Work order: Scan each line of the records for the word "struct" and extract the ones that have it.

Exercise data:
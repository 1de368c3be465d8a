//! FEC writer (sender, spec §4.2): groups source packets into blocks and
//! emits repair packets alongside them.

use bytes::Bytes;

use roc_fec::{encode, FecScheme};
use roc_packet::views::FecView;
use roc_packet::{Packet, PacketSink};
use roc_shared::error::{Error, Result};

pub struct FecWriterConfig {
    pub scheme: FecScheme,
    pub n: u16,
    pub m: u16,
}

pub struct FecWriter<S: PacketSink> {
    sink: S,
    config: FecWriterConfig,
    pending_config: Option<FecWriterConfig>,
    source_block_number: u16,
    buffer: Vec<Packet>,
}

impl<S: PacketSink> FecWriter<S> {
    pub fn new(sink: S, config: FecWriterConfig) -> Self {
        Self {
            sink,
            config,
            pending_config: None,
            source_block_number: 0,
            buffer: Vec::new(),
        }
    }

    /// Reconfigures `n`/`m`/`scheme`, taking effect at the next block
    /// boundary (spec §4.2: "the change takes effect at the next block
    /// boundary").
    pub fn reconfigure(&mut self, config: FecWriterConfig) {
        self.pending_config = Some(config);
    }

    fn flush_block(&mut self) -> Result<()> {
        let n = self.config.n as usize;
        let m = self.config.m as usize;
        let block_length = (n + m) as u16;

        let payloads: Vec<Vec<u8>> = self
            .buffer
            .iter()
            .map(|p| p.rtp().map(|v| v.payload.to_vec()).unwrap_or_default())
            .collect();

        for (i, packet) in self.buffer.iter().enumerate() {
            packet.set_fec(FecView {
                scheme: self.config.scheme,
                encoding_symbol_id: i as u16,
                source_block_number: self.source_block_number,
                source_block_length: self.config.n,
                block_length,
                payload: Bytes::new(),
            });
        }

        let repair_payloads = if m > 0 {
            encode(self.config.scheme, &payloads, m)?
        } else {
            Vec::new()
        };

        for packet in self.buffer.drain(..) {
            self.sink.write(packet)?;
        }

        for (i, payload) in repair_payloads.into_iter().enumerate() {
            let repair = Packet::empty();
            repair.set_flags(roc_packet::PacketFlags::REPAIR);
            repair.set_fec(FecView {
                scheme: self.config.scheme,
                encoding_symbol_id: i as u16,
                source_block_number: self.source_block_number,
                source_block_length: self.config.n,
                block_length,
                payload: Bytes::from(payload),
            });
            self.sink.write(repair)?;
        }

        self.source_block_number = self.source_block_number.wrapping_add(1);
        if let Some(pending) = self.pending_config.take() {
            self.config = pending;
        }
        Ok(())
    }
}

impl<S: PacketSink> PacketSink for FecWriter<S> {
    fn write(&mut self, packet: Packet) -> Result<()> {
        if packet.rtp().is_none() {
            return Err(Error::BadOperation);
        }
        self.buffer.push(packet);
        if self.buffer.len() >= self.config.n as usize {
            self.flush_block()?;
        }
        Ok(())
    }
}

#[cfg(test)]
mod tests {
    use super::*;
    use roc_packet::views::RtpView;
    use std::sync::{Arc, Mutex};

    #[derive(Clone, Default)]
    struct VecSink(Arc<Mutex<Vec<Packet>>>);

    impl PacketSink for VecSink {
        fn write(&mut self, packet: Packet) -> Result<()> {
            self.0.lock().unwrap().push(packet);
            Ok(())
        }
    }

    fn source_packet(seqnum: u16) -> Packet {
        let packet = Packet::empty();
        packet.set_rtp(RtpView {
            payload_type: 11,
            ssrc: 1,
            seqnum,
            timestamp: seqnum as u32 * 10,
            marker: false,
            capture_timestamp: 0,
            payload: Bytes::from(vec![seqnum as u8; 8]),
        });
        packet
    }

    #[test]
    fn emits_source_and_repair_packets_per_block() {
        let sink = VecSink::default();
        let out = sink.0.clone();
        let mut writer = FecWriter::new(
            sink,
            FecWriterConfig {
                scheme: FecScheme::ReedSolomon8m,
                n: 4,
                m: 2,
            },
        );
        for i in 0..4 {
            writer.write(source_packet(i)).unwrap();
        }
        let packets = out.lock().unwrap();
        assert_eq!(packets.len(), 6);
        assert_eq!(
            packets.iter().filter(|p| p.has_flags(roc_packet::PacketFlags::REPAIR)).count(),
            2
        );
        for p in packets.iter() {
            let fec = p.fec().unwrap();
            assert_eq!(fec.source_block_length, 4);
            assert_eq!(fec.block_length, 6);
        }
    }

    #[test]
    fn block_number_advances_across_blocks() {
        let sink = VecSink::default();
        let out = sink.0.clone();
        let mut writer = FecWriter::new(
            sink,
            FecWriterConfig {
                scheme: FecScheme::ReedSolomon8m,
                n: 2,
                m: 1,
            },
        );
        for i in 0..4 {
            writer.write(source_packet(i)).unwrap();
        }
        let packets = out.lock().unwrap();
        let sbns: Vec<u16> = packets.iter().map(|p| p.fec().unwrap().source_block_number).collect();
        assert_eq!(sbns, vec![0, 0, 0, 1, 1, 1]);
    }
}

Answer space:
pub struct FecWriterConfig {
pub struct FecWriter<S: PacketSink> {
    struct VecSink(Arc<Mutex<Vec<Packet>>>);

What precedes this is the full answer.